Michael Scanlan, 44, was charged Wednesday with willful and malicious destruction of property. He was seen by a witness shaving scrap pieces off the burl in the park, then leaving with the chainsaw and entering an apartment building across the street, at 15 Park Drive. Police searched the building, found Scanlan’s door, and asked to speak with him.
Scanlan admitted he had used a chainsaw to cut off bits of the wood in the Fens, but said the original slab had been dropped off by a friend, according to police. He told police he could not remember his friend’s name.
Police have not yet found the tree from which the burl was removed.
Scanlan is scheduled to be arraigned Thursday morning in Roxbury District Court. The other man with Scanlan in the garden was arrested on unrelated drug possession charges, according to a Boston police spokesman, David Estrada.
Tree burls are deformations on the surface of a tree trunk, gnarled and ornate knots that can fetch $50 to $500 per piece from woodworkers who turn them into ornate bowls, artwork, or furniture pieces.
Last spring, the city’s arborist, Greg Mosman, noticed that burls had been sliced from trees in Franklin Park, Symphony Park, Evans Way Park, and Rambler Park. The vandals were undiscriminating in their attacks — oaks, lindens, hemlocks were targeted, at least a dozen in total.
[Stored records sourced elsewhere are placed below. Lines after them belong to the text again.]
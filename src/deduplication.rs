// 🔍 Deduplication - soft-key duplicate removal
// Datasets are loosely keyed (patient name, guide number), so duplicates are
// resolved by position: either the first or the last occurrence of a key wins.
// Survivors always keep their original relative order.

use std::collections::HashSet;
use std::hash::Hash;

#[derive(Debug, Clone, Copy, PartialEq, Eq)]
pub enum KeepPolicy {
    /// First occurrence of a key wins (billing lines)
    First,
    /// Last occurrence of a key wins (latest APAC / census entry per patient)
    Last,
}

/// Drop every item whose key was already seen, keeping the first occurrence
pub fn keep_first_by<T, K, F>(items: impl IntoIterator<Item = T>, key: F) -> Vec<T>
where
    K: Eq + Hash,
    F: Fn(&T) -> K,
{
    let mut seen = HashSet::new();
    items
        .into_iter()
        .filter(|item| seen.insert(key(item)))
        .collect()
}

/// Keep only the last occurrence of every key
pub fn keep_last_by<T, K, F>(items: impl IntoIterator<Item = T>, key: F) -> Vec<T>
where
    K: Eq + Hash,
    F: Fn(&T) -> K,
{
    let items: Vec<T> = items.into_iter().collect();
    let mut seen = HashSet::new();
    let mut keep = vec![false; items.len()];

    for (i, item) in items.iter().enumerate().rev() {
        if seen.insert(key(item)) {
            keep[i] = true;
        }
    }

    items
        .into_iter()
        .zip(keep)
        .filter_map(|(item, kept)| kept.then_some(item))
        .collect()
}

pub fn dedup_by<T, K, F>(items: impl IntoIterator<Item = T>, policy: KeepPolicy, key: F) -> Vec<T>
where
    K: Eq + Hash,
    F: Fn(&T) -> K,
{
    match policy {
        KeepPolicy::First => keep_first_by(items, key),
        KeepPolicy::Last => keep_last_by(items, key),
    }
}

// ============================================================================
// TESTS
// ============================================================================

#[cfg(test)]
mod tests {
    use super::*;

    #[test]
    fn test_keep_first_preserves_order() {
        let rows = vec![("a", 1), ("b", 2), ("a", 3), ("c", 4), ("b", 5)];
        let kept = keep_first_by(rows, |r| r.0);
        assert_eq!(kept, vec![("a", 1), ("b", 2), ("c", 4)]);
    }

    #[test]
    fn test_keep_last_preserves_order_of_survivors() {
        let rows = vec![("a", 1), ("b", 2), ("a", 3), ("c", 4), ("b", 5)];
        let kept = keep_last_by(rows, |r| r.0);
        assert_eq!(kept, vec![("a", 3), ("c", 4), ("b", 5)]);
    }

    #[test]
    fn test_composite_key() {
        let rows = vec![
            ("Maria Silva", "123", "HEMODIÁLISE", 10.0),
            ("Maria Silva", "123", "HEMODIÁLISE", 99.0),
            ("Maria Silva", "124", "HEMODIÁLISE", 5.0),
        ];
        let kept = dedup_by(rows, KeepPolicy::First, |r| (r.0, r.1, r.2));
        assert_eq!(kept.len(), 2);
        assert_eq!(kept[0].3, 10.0);
    }

    #[test]
    fn test_empty_input() {
        let kept: Vec<(i32, i32)> = keep_last_by(Vec::new(), |r: &(i32, i32)| r.0);
        assert!(kept.is_empty());
    }
}
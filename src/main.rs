// Dialysis Reports - CLI
// import extracts, check dataset status, export reports, review corrections

use anyhow::{Context, Result};
use chrono::{Datelike, Local};
use clap::{Parser, Subcommand};
use dialysis_reports::reports::{rescheduled_table, rescheduled_total};
use dialysis_reports::{
    build_report, AppConfig, Dataset, ExportFormat, FileExportSink, ImportJob, ImportOutcome,
    ReportParams, TableStore, REPORT_GROUPS,
};
use std::path::PathBuf;
use tracing::info;
use tracing_subscriber::EnvFilter;

#[derive(Parser)]
#[command(
    name = "dialysis-reports",
    version,
    about = "Monthly closing reports for dialysis clinics"
)]
struct Cli {
    #[command(subcommand)]
    command: Command,

    /// Configuration file (TOML)
    #[arg(long, global = true, value_name = "PATH")]
    config: Option<PathBuf>,

    /// SQLite database (overrides the config file)
    #[arg(long, global = true, env = "DIALISE_DB", value_name = "PATH")]
    database: Option<PathBuf>,
}

#[derive(Subcommand)]
enum Command {
    /// Import one extract, replacing the dataset's previous contents
    Import {
        /// Dataset name (laudos_apac, sessoes_hd, ...)
        dataset: String,
        /// `;`-delimited Latin-1 file
        file: PathBuf,
    },

    /// Show the last import of every dataset and the report groups
    Status,

    /// Export one report
    Report {
        /// Report name (Geral, Entrada, Saída, Fístulas, Continuidade, Geral Convênio)
        name: String,
        #[arg(long)]
        clinic: Option<String>,
        /// Reference month (defaults to the current month)
        #[arg(long)]
        month: Option<u32>,
        /// Reference year (defaults to the current year)
        #[arg(long)]
        year: Option<i32>,
        /// spreadsheet | document
        #[arg(long, default_value = "spreadsheet")]
        format: String,
        /// Output file (defaults to "<report title>.<ext>")
        #[arg(long, short)]
        output: Option<PathBuf>,
    },

    /// Rescheduled sessions to review before closing
    Corrections,
}

fn main() -> Result<()> {
    tracing_subscriber::fmt()
        .with_env_filter(EnvFilter::try_from_default_env().unwrap_or_else(|_| EnvFilter::new("info")))
        .init();

    let cli = Cli::parse();
    let config = AppConfig::load(cli.config.as_deref())?;
    let db_path = cli.database.clone().unwrap_or_else(|| config.database_path.clone());

    let mut store = TableStore::open(&db_path)
        .with_context(|| format!("Failed to open database {}", db_path.display()))?;

    let result = match cli.command {
        Command::Import { dataset, file } => run_import(&mut store, &dataset, file),
        Command::Status => run_status(&store),
        Command::Report {
            name,
            clinic,
            month,
            year,
            format,
            output,
        } => run_report(&store, &config, &name, clinic.as_deref(), month, year, &format, output),
        Command::Corrections => run_corrections(&store),
    };

    store.close().context("Failed to close database")?;
    result
}

fn run_import(store: &mut TableStore, dataset: &str, file: PathBuf) -> Result<()> {
    println!("📥 Importing {} → {}", file.display(), dataset);
    println!("━━━━━━━━━━━━━━━━━━━━━━━━━━━━━━━━━━━━━━━━━━━━━");

    let job = ImportJob::for_dataset_name(dataset, file)?;
    let outcome = job.run(store, |progress| println!("  {:>3}%", progress.percent()))?;

    match &outcome {
        ImportOutcome::Imported { rows, imported_at, .. } => {
            println!("✓ {} ({} linhas, lote {})", outcome.message(), rows, imported_at);
        }
        ImportOutcome::NoValidRows { .. } => {
            println!("⚠️  {}", outcome.message());
        }
    }
    Ok(())
}

fn run_status(store: &TableStore) -> Result<()> {
    println!("🗄️  Datasets");
    println!("━━━━━━━━━━━━━━━━━━━━━━━━━━━━━━━━━━━━━━━━━━━━━");

    for dataset in Dataset::ALL {
        match store.last_import_info(dataset) {
            Some(info) => println!(
                "✓ {:<22} {:>6} linhas  importado em {}",
                dataset.table_name(),
                info.row_count,
                info.imported_at
            ),
            None => println!("✗ {:<22} nunca importado", dataset.table_name()),
        }
    }

    for group in REPORT_GROUPS {
        println!("\n📋 {}", group.name);
        let exports: Vec<&str> = group.exports.iter().map(|k| k.name()).collect();
        println!("   Relatórios: {}", exports.join(", "));
        if !group.corrections.is_empty() {
            println!("   Correções:  {}", group.corrections.join(", "));
        }
    }
    Ok(())
}

#[allow(clippy::too_many_arguments)]
fn run_report(
    store: &TableStore,
    config: &AppConfig,
    name: &str,
    clinic: Option<&str>,
    month: Option<u32>,
    year: Option<i32>,
    format: &str,
    output: Option<PathBuf>,
) -> Result<()> {
    let today = Local::now().date_naive();
    let params = ReportParams::new(
        clinic,
        month.unwrap_or_else(|| today.month()),
        year.unwrap_or_else(|| today.year()),
    )?;
    let extension = ExportFormat::parse(format)?.extension();
    let report = build_report(name, params)?;

    let path = output.unwrap_or_else(|| PathBuf::from(format!("{}.{extension}", report.title())));
    let rendered = report.export(store, &FileExportSink, format, &path, &config.branding())?;

    info!(report = %rendered.kind, path = %path.display(), "export finished");
    println!("✓ {} → {}", rendered.title, path.display());
    for (key, value) in rendered.summary.iter() {
        println!("   {key}: {value}");
    }
    Ok(())
}

fn run_corrections(store: &TableStore) -> Result<()> {
    println!("✏️  Remarcações: {}", rescheduled_total(store));

    let table = rescheduled_table(store);
    if table.is_empty() {
        println!("   Nenhum paciente com sessões remarcadas.");
        return Ok(());
    }

    println!("   {}", table.columns.join(" | "));
    for row in &table.rows {
        let cells: Vec<String> = row.iter().map(|c| c.to_string()).collect();
        println!("   {}", cells.join(" | "));
    }
    Ok(())
}
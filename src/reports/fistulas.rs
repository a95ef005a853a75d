// 🩸 Fístulas - classified vascular access procedures

use super::{Report, ReportKind, ReportParams};
use crate::db::TableStore;
use crate::error::ReportError;
use crate::presentation::{Cell, LayoutHints, PresentationTable, Summary};
use crate::reconciliation::{assemble_procedures, ProcedureRow};
use crate::rules::{ProcedureCategory, RuleEngine};
use crate::schema::Dataset;
use std::collections::HashMap;

const REQUIRED: &[Dataset] = &[Dataset::EventosCateter, Dataset::LaudosApac];

pub struct FistulasReport {
    params: ReportParams,
    engine: RuleEngine,
}

impl FistulasReport {
    pub fn new(params: ReportParams) -> Self {
        Self::with_engine(params, RuleEngine::standard())
    }

    pub fn with_engine(params: ReportParams, engine: RuleEngine) -> Self {
        FistulasReport { params, engine }
    }
}

/// Per-category counts, most frequent first (ties by label)
fn category_counts(rows: &[ProcedureRow]) -> Vec<(ProcedureCategory, usize)> {
    let mut counts: HashMap<ProcedureCategory, usize> = HashMap::new();
    for row in rows {
        *counts.entry(row.category).or_default() += 1;
    }

    let mut counts: Vec<_> = counts.into_iter().collect();
    counts.sort_by(|a, b| b.1.cmp(&a.1).then_with(|| a.0.label().cmp(b.0.label())));
    counts
}

impl Report for FistulasReport {
    type Row = ProcedureRow;

    fn kind(&self) -> ReportKind {
        ReportKind::Fistulas
    }

    fn title(&self) -> String {
        format!("Fístulas - {}", self.params.clinic_label())
    }

    fn sheet_name(&self) -> &'static str {
        "Procedimentos FAV"
    }

    fn required_datasets(&self) -> &'static [Dataset] {
        REQUIRED
    }

    fn clinic(&self) -> Option<&str> {
        self.params.clinic.as_deref()
    }

    fn get_data(&self, store: &TableStore) -> Result<Vec<ProcedureRow>, ReportError> {
        let mut rows = assemble_procedures(store, &self.engine)?;
        rows.sort_by(|a, b| {
            a.category
                .label()
                .cmp(b.category.label())
                .then_with(|| a.name.cmp(&b.name))
        });
        Ok(rows)
    }

    fn summarize(&self, rows: &[ProcedureRow]) -> Summary {
        if rows.is_empty() {
            return Summary::new();
        }

        category_counts(rows).into_iter().fold(
            Summary::new().int("Total Geral de Procedimentos", rows.len() as i64),
            |summary, (category, count)| summary.int(format!("Total de {}", category.label()), count as i64),
        )
    }

    fn to_table(&self, rows: &[ProcedureRow]) -> PresentationTable {
        let mut table = PresentationTable::new(&["Nome", "Nº APAC", "Fístula"]);
        for row in rows {
            table.push_row(vec![
                Cell::text(&row.name),
                Cell::text(&row.apac_number),
                Cell::text(row.category.label()),
            ]);
        }
        table
    }

    fn layout(&self) -> LayoutHints {
        LayoutHints::portrait().with_summary_heading("RESUMO DE PROCEDIMENTOS")
    }
}

#[cfg(test)]
mod tests {
    use super::*;
    use crate::presentation::SummaryValue;
    use crate::reports::tests::{row, seed};
    use crate::reports::ReportGenerator;

    fn event(name: &str, evento: &str, tipo: &str, convenio: &str) -> String {
        row(
            Dataset::EventosCateter,
            &[
                ("nome", name),
                ("acesso", "Cateter"),
                ("evento", evento),
                ("tipo", tipo),
                ("convenio", convenio),
            ],
        )
    }

    fn seeded_store() -> TableStore {
        let mut store = TableStore::open_in_memory().unwrap();
        seed(
            &mut store,
            Dataset::EventosCateter,
            &[
                event("Rita Alves", "Colocação", "Longa Perm. HD", "SUS"),
                event("Ana Lima", "Colocação", "Longa Perm. HD", "SUS"),
                event("Maria Silva", "Confecção", "Autógena", "SUS"),
                event("Jose Souza", "Colocação", "Longa Perm. HD", "Particular"),
                event("Jose Souza", "Colocação", "Duplo Lumen HD", "SUS"),
            ],
        );
        let apac = |name: &str, number: &str| {
            row(Dataset::LaudosApac, &[("nome", name), ("n_apac", number)])
        };
        seed(
            &mut store,
            Dataset::LaudosApac,
            &[apac("Ana Lima", "10"), apac("Ana Lima", "11"), apac("Maria Silva", "20")],
        );
        store
    }

    #[test]
    fn test_fistulas_report() {
        let store = seeded_store();
        let params = ReportParams::new(Some("Pronto Rim"), 3, 2024).unwrap();
        let report = FistulasReport::new(params).render(&store).unwrap();

        assert_eq!(report.title, "Fístulas - Pronto Rim");
        assert_eq!(report.sheet_name, "Procedimentos FAV");
        assert_eq!(report.layout.summary_heading, "RESUMO DE PROCEDIMENTOS");

        // Sorted by category label, then name; Outro rows are dropped
        let rows: Vec<Vec<String>> = report
            .table
            .rows
            .iter()
            .map(|r| r.iter().map(|c| c.to_string()).collect())
            .collect();
        assert_eq!(
            rows,
            vec![
                vec!["Maria Silva", "20", "Fístula"],
                vec!["Ana Lima", "11", "Permcath"],
                vec!["Rita Alves", "", "Permcath"],
            ]
        );

        assert_eq!(
            report.summary.keys(),
            vec!["Total Geral de Procedimentos", "Total de Permcath", "Total de Fístula"]
        );
        assert_eq!(report.summary.get("Total de Permcath"), Some(&SummaryValue::Int(2)));
    }

    #[test]
    fn test_requires_events_and_apacs() {
        let store = TableStore::open_in_memory().unwrap();
        let params = ReportParams::new(None, 3, 2024).unwrap();
        let err = FistulasReport::new(params).render(&store).unwrap_err();
        assert!(matches!(err, ReportError::MissingUpstreamData { ref datasets } if datasets.len() == 2));
    }
}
Cutting off a sizeable chunk can be detrimental to the tree, Mosman said. Although the raw wood will seal over, the wood beneath the seal will rot, eventually killing the tree.
“It’s not like it’s going to die today or tomorrow,” Mosman said. “It’s going to take years.”
Mosman said it has been a real change for the arborist more accustomed to fielding complaints about routine branch prunings and tree removals than clandestine black-market amputations.
When he received the call that a potential burl burglar had been apprehended, he wondered whether the sighting was real.
“I go flying out of the office, then I thought, are the guys playing a joke on me?” Mosman said.
Helie specializes in plant diseases and was hired by the Friends of the Fenway Victory Gardens to help maintain plant health.
Mosman told him weeks ago about the burl thefts. At 9 a.m. Wednesday, as he was on a routine assignment checking tree trunks for elm bark beetles, he heard the revving of the chainsaw and immediately thought of the burl theft mystery.
“I’m usually catching diseases and insects on trees, not people,” Helie said.
Left behind at the park was a pile of sawdust and rotted wood that Helie believed had been cut away from the valuable knot of wood.
“This doesn’t do it justice, because it’s all dissected,” Helie said, gazing at the discarded wood.
Burls fascinate more than just tree enthusiasts like him, he insisted. People who do not know the first thing about tree biology find the delicate patterns and swollen, coiled exterior mesmerizing.
“It’s not just me,” he said. “There’s a beauty to it that I think should remain a part of the parks — shouldn’t be taken away by people who think it’s their own.”
Police took the burls found in Scanlan’s apartment into custody. Brookline police were called to help compare the detained burls with the two Brookline trees that had been vandalized, but they found no matches, Brookline police Lieutenant Philip Harrington said.